The Madison school district's food and nutrition production facility is a large, gray, industrial-looking building on Pflaum Road, with a loading bay in the back. Inside, baskets of hairnets line the hallways, and cases of preprocessed food are stacked high. It is in this building, in a windowless conference room, where Dustin Lundt and six of his colleagues gather weekly to determine the lunch menus for Madison's students.

"We meet to talk about different menu combinations, things that are popular in schools, new products we'd like to get onto the menu," says Lundt. "That drives what we need to purchase."

Before joining the Madison Metropolitan School District six years ago, Lundt worked for food-service giant Sysco. He is responsible for managing the school district's contracts with the companies that supply Madison's schoolchildren with their meals.

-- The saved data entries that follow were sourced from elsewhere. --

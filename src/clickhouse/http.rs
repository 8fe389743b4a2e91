use std::time::Duration;

use serde::Deserialize;
use tracing::{debug, instrument};

use super::{queries, QueryEngine, Rows};
use crate::config::ClickHouseConfig;
use crate::{LabError, Result};

/// Client for the ClickHouse HTTP interface.
///
/// Each query is POSTed as the request body with `FORMAT JSONCompact` appended, and the
/// `data` array of the response becomes the returned [`Rows`]. Cloning is cheap: clones
/// share the underlying connection pool.
#[derive(Clone)]
pub struct HttpClickHouse {
    agent: ureq::Agent,
    config: ClickHouseConfig,
}

/// the subset of a `JSONCompact` response this client reads
#[derive(Debug, Deserialize)]
struct CompactResponse {
    data: Rows,
}

impl HttpClickHouse {
    /// creates a client for the server described by `config`. No connection is made until
    /// the first query.
    pub fn new(config: ClickHouseConfig) -> Self {
        let agent = ureq::AgentBuilder::new()
            .timeout(config.timeout)
            .timeout_connect(Duration::from_secs(5))
            .build();
        Self { agent, config }
    }

    /// the settings this client was created with
    pub fn config(&self) -> &ClickHouseConfig {
        &self.config
    }

    /// the version string reported by the server
    pub fn server_version(&self) -> Result<String> {
        match self.scalar(queries::VERSION)? {
            Some(serde_json::Value::String(v)) => Ok(v),
            Some(other) => Ok(other.to_string()),
            None => Err(LabError::ClickHouse("version() returned no rows".to_string())),
        }
    }
}

impl QueryEngine for HttpClickHouse {
    #[instrument(skip(self))]
    fn query(&self, sql: &str) -> Result<Rows> {
        let body = format!("{}\nFORMAT JSONCompact", sql.trim().trim_end_matches(';'));
        let resp = self
            .agent
            .post(&self.config.base_url())
            .query("database", &self.config.database)
            // 64 bit integers come back as JSON numbers instead of quoted strings
            .query("output_format_json_quote_64bit_integers", "0")
            .set("X-ClickHouse-User", &self.config.user)
            .set("X-ClickHouse-Key", &self.config.password)
            .send_string(&body)?;
        let text = resp.into_string()?;
        let parsed: CompactResponse = serde_json::from_str(&text)?;
        debug!(rows = parsed.data.len(), "query finished");
        Ok(parsed.data)
    }
}

#[cfg(test)]
mod tests {
    use super::*;
    use std::collections::HashMap;
    use std::sync::{Arc, Mutex};

    use axum::extract::{Query, State};
    use axum::http::{HeaderMap, StatusCode};
    use axum::response::{IntoResponse, Response};
    use axum::routing::post;
    use axum::Router;

    #[derive(Debug, Clone, Default)]
    struct Received {
        params: HashMap<String, String>,
        user: Option<String>,
        key: Option<String>,
        body: String,
    }

    type Log = Arc<Mutex<Vec<Received>>>;

    async fn answer(
        State(log): State<Log>,
        Query(params): Query<HashMap<String, String>>,
        headers: HeaderMap,
        body: String,
    ) -> Response {
        let header = |name: &str| headers.get(name).and_then(|v| v.to_str().ok()).map(String::from);
        let failing = body.contains("missing_table");
        log.lock().unwrap().push(Received {
            params,
            user: header("X-ClickHouse-User"),
            key: header("X-ClickHouse-Key"),
            body,
        });
        if failing {
            return (
                StatusCode::NOT_FOUND,
                "Code: 60. DB::Exception: Table ecommerce.missing_table does not exist.\n",
            )
                .into_response();
        }
        (
            [("content-type", "application/json")],
            r#"{"meta":[{"name":"c","type":"UInt64"}],"data":[[3990000,"Bosch"],[12,null]],"rows":2}"#,
        )
            .into_response()
    }

    /// serves `answer` on a local port; the runtime must outlive the client calls
    fn fake_server() -> (tokio::runtime::Runtime, u16, Log) {
        let runtime = tokio::runtime::Runtime::new().unwrap();
        let log = Log::default();
        let router = Router::new().route("/", post(answer)).with_state(log.clone());
        let listener = runtime
            .block_on(tokio::net::TcpListener::bind("127.0.0.1:0"))
            .unwrap();
        let port = listener.local_addr().unwrap().port();
        runtime.spawn(async move { axum::serve(listener, router).await });
        (runtime, port, log)
    }

    fn client(port: u16) -> HttpClickHouse {
        HttpClickHouse::new(ClickHouseConfig {
            host: "127.0.0.1".to_string(),
            port,
            user: "lab".to_string(),
            password: "secret".to_string(),
            ..ClickHouseConfig::default()
        })
    }

    #[test]
    fn query_posts_sql_and_reads_compact_rows() {
        let (_runtime, port, log) = fake_server();
        let rows = client(port).query("  SELECT c, vendor FROM ecommerce.ecom_offers;  ").unwrap();
        assert_eq!(
            rows,
            vec![
                vec![serde_json::json!(3_990_000), serde_json::json!("Bosch")],
                vec![serde_json::json!(12), serde_json::Value::Null],
            ]
        );

        let seen = log.lock().unwrap();
        assert_eq!(seen.len(), 1);
        let req = &seen[0];
        assert_eq!(req.body, "SELECT c, vendor FROM ecommerce.ecom_offers\nFORMAT JSONCompact");
        assert_eq!(req.params.get("database").map(String::as_str), Some("ecommerce"));
        assert_eq!(
            req.params.get("output_format_json_quote_64bit_integers").map(String::as_str),
            Some("0")
        );
        assert_eq!(req.user.as_deref(), Some("lab"));
        assert_eq!(req.key.as_deref(), Some("secret"));
    }

    #[test]
    fn error_status_is_a_clickhouse_error() {
        let (_runtime, port, _log) = fake_server();
        match client(port).query("SELECT * FROM ecommerce.missing_table") {
            Err(LabError::ClickHouse(msg)) => {
                assert!(msg.starts_with("status 404"), "{}", msg);
                assert!(msg.contains("Code: 60"), "{}", msg);
            }
            other => panic!("expected a ClickHouse error, got {:?}", other),
        }
    }

    #[test]
    fn unreachable_server_is_a_transport_error() {
        let port = {
            let listener = std::net::TcpListener::bind("127.0.0.1:0").unwrap();
            listener.local_addr().unwrap().port()
        };
        let engine = client(port);
        assert!(matches!(engine.query("SELECT 1"), Err(LabError::Http(_))));
        assert!(!engine.ping());
    }
}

Dane County has a national-caliber farmers' market, and Madison has impressive foodie credentials, but the Madison Metropolitan School District serves 19,000 meals a day (PDF) based on products supplied by such corporations as Tyson, Cargill and AdvancePierre.

Despite the efforts of REAP Food Group and the now-defunct Madison School Food Initiative, these conventional food manufacturers have a secure grasp on the school district's business. This is largely because the United States Department of Agriculture, in addition to enforcing minimum nutritional standards, requires that the school district hold open bids for its highly competitive contracts. The large scale gives a huge advantage to national distributors and effectively shuts out smaller, more local farms and producers.

The district's most substantial contract is about to become available, and it's all but certain to be awarded once again to a national distributor. Substantial local alternatives will not even be at the table.